- [WHAT TO DO] Search the records for the string "derive". Copy each line where it occurs.

- [AVAILABLE DATA]
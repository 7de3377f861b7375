//! Shard connection lifecycle states

use serde::{Deserialize, Serialize};
use std::fmt;
use std::str::FromStr;

use crate::error::CoreError;

/// Lifecycle state of a shard's gateway connection
///
/// `Disconnected -> Connecting -> Identifying | Resuming -> Connected -> Disconnected`
#[derive(Debug, Clone, Copy, PartialEq, Eq, Hash, Default, Serialize, Deserialize)]
#[serde(rename_all = "SCREAMING_SNAKE_CASE")]
pub enum ShardState {
    /// No socket; either stopped or waiting to reconnect
    #[default]
    Disconnected,
    /// Socket opening, or open and waiting for Hello / handshake permission
    Connecting,
    /// Identify sent, waiting for Ready
    Identifying,
    /// Resume sent, waiting for Resumed or replayed events
    Resuming,
    /// Session established
    Connected,
}

impl ShardState {
    /// Wire name of this state
    #[must_use]
    pub const fn as_str(self) -> &'static str {
        match self {
            Self::Disconnected => "DISCONNECTED",
            Self::Connecting => "CONNECTING",
            Self::Identifying => "IDENTIFYING",
            Self::Resuming => "RESUMING",
            Self::Connected => "CONNECTED",
        }
    }

    /// Check if a handshake (identify or resume) is in flight
    #[must_use]
    pub const fn is_handshaking(self) -> bool {
        matches!(self, Self::Identifying | Self::Resuming)
    }

    #[must_use]
    pub const fn is_connected(self) -> bool {
        matches!(self, Self::Connected)
    }
}

impl fmt::Display for ShardState {
    fn fmt(&self, f: &mut fmt::Formatter<'_>) -> fmt::Result {
        f.write_str(self.as_str())
    }
}

impl FromStr for ShardState {
    type Err = CoreError;

    fn from_str(s: &str) -> Result<Self, Self::Err> {
        match s {
            "DISCONNECTED" => Ok(Self::Disconnected),
            "CONNECTING" => Ok(Self::Connecting),
            "IDENTIFYING" => Ok(Self::Identifying),
            "RESUMING" => Ok(Self::Resuming),
            "CONNECTED" => Ok(Self::Connected),
            other => Err(CoreError::UnknownShardState(other.to_string())),
        }
    }
}
//! Shard connection settings

use shard_common::AppConfig;
use std::sync::Arc;
use std::time::Duration;

use super::SessionConfig;

/// Settings shared by every shard of a process
#[derive(Debug, Clone)]
pub struct ShardConfig {
    /// Gateway base URL (version and encoding are appended)
    pub url: String,
    pub session: Arc<SessionConfig>,
    pub reconnect_base: Duration,
    pub reconnect_max: Duration,
    /// Frames allowed per `send_window`
    pub send_limit: u32,
    pub send_window: Duration,
    /// Idle time after which a shard's outbound queue is dropped
    pub queue_expire: Duration,
}

impl ShardConfig {
    /// Defaults for everything but the endpoint and identity
    pub fn new(url: impl Into<String>, session: SessionConfig) -> Self {
        Self {
            url: url.into(),
            session: Arc::new(session),
            reconnect_base: Duration::from_secs(1),
            reconnect_max: Duration::from_secs(60),
            send_limit: 120,
            send_window: Duration::from_secs(60),
            queue_expire: Duration::from_secs(60),
        }
    }

    pub fn from_app_config(config: &AppConfig) -> Self {
        let gateway = &config.gateway;
        let timing = &config.timing;

        let mut session = SessionConfig::new(gateway.token.clone(), gateway.intents);
        session.large_threshold = gateway.large_threshold;
        session.compress = gateway.compress;

        Self {
            url: gateway.url.clone(),
            session: Arc::new(session),
            reconnect_base: Duration::from_millis(timing.reconnect_base_ms),
            reconnect_max: Duration::from_millis(timing.reconnect_max_ms),
            send_limit: timing.send_limit,
            send_window: timing.send_window(),
            queue_expire: timing.queue_expire(),
        }
    }
}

- [ANSWER TO THE EXERCISE]
#[derive(Debug, Clone, Copy, PartialEq, Eq, Hash, Default, Serialize, Deserialize)]
#[derive(Debug, Clone)]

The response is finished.